La de los buñuelos de viento es una receta típica del Día de Todos los Santos. Desde pequeña estaba deseando que llegaran estas fechas para ir a la pastelería a comprarlos; se podían comprar sin relleno, o rellenos de crema pastelera o nata. Estaban riquísimos y lo que más me gustaba era la explosión que se producía en la boca al morderlos.

Ingredientes:
125 gr. de harina
250 gr. de agua
30 gr. de mantequilla sin sal
30 gr. de mantequilla sin sal
40 gr. de azúcar
1 cucharada pequeña de azúcar avainillado
3/4 gotitas de aroma de anís
4 huevos
Piel rallada de medio limón
Aceite para freir (oliva o girasol)
Azúcar para espolvorear.
Modo de preparación
Preparación.
En primer lugar, hay que poner en un cazo el agua, la mantequilla, el azúcar, las gotitas de anís y la piel rallada de limón.
Cuando el agua entre en ebullición, se añade la harina de una vez y se mezcla de forma enérgica para que no queden grumos.

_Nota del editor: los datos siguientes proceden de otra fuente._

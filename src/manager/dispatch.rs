/*
    Copyright © 2023, ParallelChain Lab
    Licensed under the Apache License, Version 2.0: http://www.apache.org/licenses/LICENSE-2.0
*/

//! Handlers for the events the poller thread receives from the transport.
//!
//! Every handler runs on the poller thread and holds the state lock only briefly. Anything that may
//! block for longer (a search for a new father) is moved to a thread of its own.

use std::sync::Arc;

use crate::{
    messages::{Message, NewSibling, PeriodicUpdate, Response, SiblingDead, Update},
    networking::{Transport, TransportEvent},
    types::NodeDescriptor,
};

use super::protocol::Core;

impl<T: Transport> Core<T> {
    pub(crate) fn on_event(self: &Arc<Self>, event: TransportEvent) {
        match event {
            TransportEvent::Message { origin, message } => self.on_message(origin, message),
            TransportEvent::LinkOpened(peer) => {
                if !peer.is_broker() {
                    self.state.lock().unwrap().neighbors.confirm(peer);
                }
            }
            TransportEvent::LinkClosed(peer) | TransportEvent::LinkDead(peer) => {
                self.bucket.cancel(&peer);
                self.neighbor_gone(&peer);
            }
        }
    }

    fn on_message(self: &Arc<Self>, origin: NodeDescriptor, message: Message) {
        match message {
            Message::Request(request) => self.examine_request(origin, request),
            Message::Response(response) => self.on_response(origin, response),
            Message::SiblingDead(sibling_dead) => self.on_sibling_dead(origin, sibling_dead),
            Message::Update(update) => self.on_update(origin, update),
            Message::NewSibling(new_sibling) => self.on_new_sibling(origin, new_sibling),
            Message::PeriodicUpdate(periodic_update) => self.on_periodic_update(periodic_update),
            Message::GoodCandidate(good_candidate) => {
                if good_candidate.candidate != self.local {
                    self.state
                        .lock()
                        .unwrap()
                        .global
                        .set_good_candidate(good_candidate.candidate);
                }
            }
            Message::NoLongerChild => self.neighbor_gone(&origin),
        }
    }

    /// Remove `peer` from the neighbors, and repair whatever its departure broke.
    pub(crate) fn neighbor_gone(self: &Arc<Self>, peer: &NodeDescriptor) {
        let mut state = self.state.lock().unwrap();
        let was_broker = state.neighbors.is_broker(peer);
        if !state.neighbors.remove(peer) || !was_broker {
            return;
        }
        let mut sender = self.sender();
        sender.safe_close(peer);

        if state.is_father(peer) {
            state.father = None;
            state.father_depth = None;
            drop(state);

            self.events.father_gone(&peer.id());
            self.cancel_root_connector();
            if !self.is_stopped() {
                self.spawn_repair(peer.clone());
            }
        } else {
            self.events.sibling_gone(&peer.id());
            let sibling_dead = SiblingDead {
                color: state.color.clone(),
                depth: state.depth,
                global_cache: state.global.snapshot(),
                dead: peer.clone(),
            };
            sender.send_to_all(&state.children(), sibling_dead);
        }
    }

    fn on_response(&self, origin: NodeDescriptor, response: Response) {
        let late_accept = response.is_accept();
        let subject = response.subject();
        if let Err(err) = self.bucket.deliver(&origin, response) {
            log::warn!("Dropping {} from {}: {}", subject, origin, err);
            self.events.protocol_violation(&origin.id(), subject);
            if late_accept {
                self.send_transient(&origin, Message::NoLongerChild);
            }
        }
    }

    fn on_sibling_dead(&self, origin: NodeDescriptor, sibling_dead: SiblingDead) {
        let mut guard = self.state.lock().unwrap();
        let state = &mut *guard;
        if !state.is_father(&origin) {
            return;
        }
        state.regional.remove_sibling(&sibling_dead.dead);
        state.father_depth = Some(sibling_dead.depth);
        state.global.merge(&sibling_dead.global_cache, |candidate| {
            *candidate == self.local
                || *candidate == sibling_dead.dead
                || state.neighbors.contains(candidate)
                || state.regional.contains(candidate)
        });
    }

    fn on_update(&self, origin: NodeDescriptor, update: Update) {
        let mut rng = rand::thread_rng();
        let mut state = self.state.lock().unwrap();
        if !state.is_father(&origin) {
            log::debug!("Ignoring UPDATE from {}, which is not the father", origin);
            return;
        }

        state.regional.set_upstream(&update.upstream);
        let (color_changed, depth_changed) =
            state.make_cd_greater_than(&update.color, update.depth, &mut rng);

        if color_changed || depth_changed || update.hop_to_live > 0 {
            let propagated = Update {
                color: state.color.clone(),
                depth: state.depth,
                upstream: state.chain_for_children(self.configuration.upstream_max_length),
                hop_to_live: update.hop_to_live.saturating_sub(1),
            };
            self.sender().send_to_all(&state.children(), propagated);
        }
    }

    fn on_new_sibling(&self, origin: NodeDescriptor, new_sibling: NewSibling) {
        let mut guard = self.state.lock().unwrap();
        let state = &mut *guard;
        if !state.is_father(&origin) || new_sibling.sibling == self.local {
            return;
        }

        state.father_depth = Some(new_sibling.depth);
        state.regional.set_upstream(&new_sibling.upstream);
        for sibling in new_sibling
            .siblings
            .into_iter()
            .chain(std::iter::once(new_sibling.sibling))
            .filter(|sibling| *sibling != self.local)
        {
            state.regional.add_sibling(sibling);
        }

        state.global.merge(&new_sibling.global_cache, |candidate| {
            *candidate == self.local
                || state.neighbors.contains(candidate)
                || state.regional.contains(candidate)
        });
    }

    fn on_periodic_update(&self, periodic_update: PeriodicUpdate) {
        let mut guard = self.state.lock().unwrap();
        let state = &mut *guard;
        state.global.merge(&periodic_update.candidates, |candidate| {
            *candidate == self.local
                || state.neighbors.contains(candidate)
                || state.regional.contains(candidate)
        });
    }
}
/*
    Copyright © 2023, ParallelChain Lab
    Licensed under the Apache License, Version 2.0: http://www.apache.org/licenses/LICENSE-2.0
*/

use std::{thread, time::Duration};

use rand::Rng;

use crate::types::NodeDescriptor;

use super::queue::CandidateQueue;

/// Degree limits that a [`Request`](crate::messages::Request) asks the candidate to ignore.
#[derive(Clone, Copy, Debug, Default, PartialEq, Eq, Hash)]
pub(crate) struct ForceFlags {
    pub(crate) max_degree: bool,
    pub(crate) min_degree: bool,
}

impl ForceFlags {
    pub(crate) const NONE: ForceFlags = ForceFlags {
        max_degree: false,
        min_degree: false,
    };

    pub(crate) const MAX_DEGREE: ForceFlags = ForceFlags {
        max_degree: true,
        min_degree: false,
    };

    pub(crate) const MIN_DEGREE: ForceFlags = ForceFlags {
        max_degree: false,
        min_degree: true,
    };
}

/// A single-pool candidate cache whose retrieval policy is set at construction.
#[derive(Clone, Debug)]
pub(crate) struct CandidateCache {
    queue: CandidateQueue,
    max_size: usize,
    force: ForceFlags,
    retry_delay: Option<Duration>,
}

impl CandidateCache {
    /// Candidates are returned as they are, and asked without any override.
    pub(crate) fn plain(max_size: usize) -> Self {
        Self {
            queue: CandidateQueue::new(),
            max_size,
            force: ForceFlags::NONE,
            retry_delay: None,
        }
    }

    /// Candidates are asked to ignore the degree limits in `force`.
    pub(crate) fn forced(force: ForceFlags, max_size: usize) -> Self {
        Self {
            force,
            ..Self::plain(max_size)
        }
    }

    /// Unbounded. Every retrieval is preceded by a random pause of at most `bound`, so that nodes that
    /// were turned away by the same busy candidate do not come back to it in lockstep.
    pub(crate) fn delayed(bound: Duration) -> Self {
        Self {
            retry_delay: Some(bound),
            ..Self::plain(usize::MAX)
        }
    }

    pub(crate) fn add(&mut self, candidate: NodeDescriptor) -> bool {
        self.queue.add(candidate, self.max_size)
    }

    pub(crate) fn force(&self) -> ForceFlags {
        self.force
    }

    pub(crate) fn size(&self) -> usize {
        self.queue.size()
    }

    #[cfg(test)]
    pub(crate) fn contains(&self, candidate: &NodeDescriptor) -> bool {
        self.queue.contains(candidate)
    }

    /// Pop candidates until one satisfies `usable`, discarding the others.
    pub(crate) fn next_matching(
        &mut self,
        rng: &mut impl Rng,
        mut usable: impl FnMut(&NodeDescriptor) -> bool,
    ) -> Option<NodeDescriptor> {
        let candidate = std::iter::from_fn(|| self.queue.next()).find(|candidate| usable(candidate))?;

        if let Some(bound) = self.retry_delay {
            let bound_ms = bound.as_millis() as u64;
            if bound_ms > 0 {
                thread::sleep(Duration::from_millis(rng.gen_range(0u64, bound_ms)));
            }
        }

        Some(candidate)
    }
}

La masa tiene que despegarse de las paredes del cazo.
Retiraremos la masa del fuego y dejaremos que se temple. Una vez templada la masa, iremos añadiendo los huevos de uno en uno. Hasta que no esté integrado el primer huevo, no añadiremos el segundo. Y así con todos los huevos.
Pasado el tiempo de reposo, pondremos abundante aceite a calentar y freiremos en él los buñuelos.
Para ello iremos cogiendo masa con una cuchara, intentando redondearlos y los echaremos al aceite. Hay que dejar espacio entre unos y otros porque aumentan de tamaño con el calor.
Una vez fritos, se ponen en un papel absorbente y se rebozan en azúcar después.
Se pueden comer así, o rellenos de la crema que más nos guste: Crema pastelera, de chocolate o nata.